今回の予備選の結果について、みずほ総合研究所ニューヨーク事務所長の安井明彦氏は次のように分析している。以下要旨。
ニューハンプシャー州の予備選挙を経て、ロムニー候補の指名獲得の可能性がさらに上昇
ロムニー候補には「勝利確実」との期待値の高さがあったが、2つの観点でこれを上回る成果を獲得した。第一に、前回2008年を上回る得票率での勝利。いまだ過半数が「ロムニー不支持」ではあるものの、「得票率30%の壁」はクリアした。第二に、有力な対立候補はいぜん現れず、保守派からの「反ロムニー票」はギングリッチ候補とサントラム候補で分裂した。
ニューハンプシャーに勝負をかけたハンツマン候補もポール候補に遅れをとる格好となり、今後への勢いをつけるには物足りない結果。資金力・組織力の弱さを考えれば、ロムニー候補を脅かす存在となるのは困難。
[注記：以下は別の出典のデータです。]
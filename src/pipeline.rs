//! The build-then-publish pipeline, driven as an explicit state machine.
//!
//! One task moves `Received -> Validated -> Building -> Publishing` and ends
//! in exactly one terminal state. Build and publish are strictly sequential
//! and short-circuiting: publish never runs after a failed build, and nothing
//! is rolled back (the scripts own their partial-failure cleanup).

use std::sync::Arc;

use tracing::{debug, info, warn};
use uuid::Uuid;

use crate::config::HookConfig;
use crate::error::Result;
use crate::notifier::Notifier;
use crate::runner;
use crate::scripts::ScriptPair;
use crate::webhook::{PushPayload, WebhookEvent};

/// One enqueued push event, consumed exactly once by the worker.
#[derive(Debug)]
pub struct PipelineTask {
    pub id: Uuid,
    pub payload: PushPayload,
    /// The `:branch` segment of the route the webhook was posted to.
    pub route_branch: String,
}

impl PipelineTask {
    pub fn new(payload: PushPayload, route_branch: String) -> Self {
        PipelineTask {
            id: Uuid::now_v7(),
            payload,
            route_branch,
        }
    }
}

/// The six positional arguments every script is invoked with, derived once
/// per task after validation.
#[derive(Debug, Clone)]
pub struct ScriptParams {
    pub repo: String,
    pub branch: String,
    pub owner: String,
    pub git_url: String,
    pub source_path: String,
    pub build_path: String,
}

impl ScriptParams {
    pub fn new(event: &WebhookEvent, config: &HookConfig) -> Self {
        let git_url = if config.public_repo {
            format!(
                "https://{}/{}/{}.git",
                config.gh_server, event.owner_login, event.repo_name
            )
        } else {
            format!(
                "git@{}:{}/{}.git",
                config.gh_server, event.owner_login, event.repo_name
            )
        };

        let workdir = config
            .temp
            .join(&event.owner_login)
            .join(&event.repo_name)
            .join(&event.ref_branch);

        ScriptParams {
            repo: event.repo_name.clone(),
            branch: event.ref_branch.clone(),
            owner: event.owner_login.clone(),
            git_url,
            source_path: workdir.join("code").display().to_string(),
            build_path: workdir.join("site").display().to_string(),
        }
    }

    /// Argument vector in the order the scripts expect:
    /// repo, branch, owner, git URL, source path, build path.
    pub fn to_args(&self) -> Vec<String> {
        vec![
            self.repo.clone(),
            self.branch.clone(),
            self.owner.clone(),
            self.git_url.clone(),
            self.source_path.clone(),
            self.build_path.clone(),
        ]
    }
}

/// Why a task was dropped before any subprocess ran.
#[derive(Debug, Clone, PartialEq, Eq)]
pub enum RejectReason {
    /// Payload is missing the repository name, owner login or ref.
    IncompletePayload,
    /// Owner is not in the configured allow-list.
    OwnerNotAllowed(String),
    /// Pushed branch does not match the branch segment of the route.
    BranchMismatch { pushed: String, route: String },
}

/// Pipeline states. Exactly one terminal state is reached per task.
#[derive(Debug, Clone, Copy, PartialEq, Eq)]
pub enum PipelineState {
    Received,
    Validated,
    Building,
    Publishing,
    Rejected,
    BuildFailed,
    PublishFailed,
    Succeeded,
}

/// Terminal result of a pipeline that got past validation.
#[derive(Debug, Clone, Copy, PartialEq, Eq)]
pub enum PipelineResult {
    BuildFailed,
    PublishFailed,
    Succeeded,
}

/// Everything a finished task can end as, short of a fatal error.
#[derive(Debug, Clone, PartialEq, Eq)]
pub enum PipelineOutcome {
    Rejected(RejectReason),
    Completed(PipelineResult),
}

/// Validates, authorizes and executes pipeline tasks.
///
/// Holds its configuration immutably; nothing here reads process-wide state.
pub struct Orchestrator {
    config: Arc<HookConfig>,
    notifier: Notifier,
}

impl Orchestrator {
    pub fn new(config: Arc<HookConfig>, notifier: Notifier) -> Self {
        Orchestrator { config, notifier }
    }

    /// Runs one task to a terminal state.
    ///
    /// `Err` is reserved for configuration errors (unresolvable scripts);
    /// everything else, rejections included, is a regular outcome. No
    /// subprocess is spawned unless validation and authorization pass.
    pub async fn execute(&self, task: PipelineTask) -> Result<PipelineOutcome> {
        let task_id = task.id;
        let mut state = PipelineState::Received;

        // Received -> Validated
        let Some(event) = WebhookEvent::from_payload(&task.payload) else {
            warn!("Task {}: request data incomplete", task_id);
            return Ok(self.reject(task_id, &mut state, RejectReason::IncompletePayload));
        };

        if !self.config.accounts.contains(&event.owner_login) {
            info!(
                "Task {}: {} is not an authorized account",
                task_id, event.owner_login
            );
            return Ok(self.reject(
                task_id,
                &mut state,
                RejectReason::OwnerNotAllowed(event.owner_login),
            ));
        }

        if event.ref_branch != task.route_branch {
            info!(
                "Task {}: {} is not the permitted {} branch",
                task_id, event.ref_branch, task.route_branch
            );
            return Ok(self.reject(
                task_id,
                &mut state,
                RejectReason::BranchMismatch {
                    pushed: event.ref_branch,
                    route: task.route_branch,
                },
            ));
        }

        self.advance(task_id, &mut state, PipelineState::Validated);

        let params = ScriptParams::new(&event, &self.config);
        let args = params.to_args();

        // Both scripts must resolve before anything runs; a miss here is a
        // configuration error the operator has to fix.
        let scripts = ScriptPair::resolve(&self.config.scripts, &event.ref_branch)?;

        // Validated -> Building
        self.advance(task_id, &mut state, PipelineState::Building);
        if !runner::run(&scripts.build, &args).await {
            self.advance(task_id, &mut state, PipelineState::BuildFailed);
            info!(
                "Failed to build: {}/{}",
                event.owner_login, event.repo_name
            );
            self.notifier
                .notify(
                    &format!(
                        "Your website at {}/{} failed to build.",
                        event.owner_login, event.repo_name
                    ),
                    "Error building site",
                    &event,
                )
                .await;
            return Ok(PipelineOutcome::Completed(PipelineResult::BuildFailed));
        }

        // Building -> Publishing
        self.advance(task_id, &mut state, PipelineState::Publishing);
        if !runner::run(&scripts.publish, &args).await {
            self.advance(task_id, &mut state, PipelineState::PublishFailed);
            info!(
                "Failed to publish: {}/{}",
                event.owner_login, event.repo_name
            );
            self.notifier
                .notify(
                    &format!(
                        "Your website at {}/{} failed to publish.",
                        event.owner_login, event.repo_name
                    ),
                    "Error publishing site",
                    &event,
                )
                .await;
            return Ok(PipelineOutcome::Completed(PipelineResult::PublishFailed));
        }

        self.advance(task_id, &mut state, PipelineState::Succeeded);
        info!(
            "Successfully rendered: {}/{}",
            event.owner_login, event.repo_name
        );
        self.notifier
            .notify(
                &format!(
                    "Your website at {}/{} was successfully published.",
                    event.owner_login, event.repo_name
                ),
                "Successfully published site",
                &event,
            )
            .await;
        Ok(PipelineOutcome::Completed(PipelineResult::Succeeded))
    }

    fn advance(&self, task_id: Uuid, state: &mut PipelineState, next: PipelineState) {
        debug!("Task {}: {:?} -> {:?}", task_id, state, next);
        *state = next;
    }

    fn reject(
        &self,
        task_id: Uuid,
        state: &mut PipelineState,
        reason: RejectReason,
    ) -> PipelineOutcome {
        self.advance(task_id, state, PipelineState::Rejected);
        PipelineOutcome::Rejected(reason)
    }
}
次の予備選挙後であるサウスカロライナ州では、「反ロムニー票」の集結が焦点
ロムニー候補にとっては、サウスカロライナ州(1月21日)は必ずしも戦いやすい州ではないが、保守票の分裂が続く限り、30%台の得票でも勝利は可能。いわば08年のマケイン候補と同じ勝利の方程式。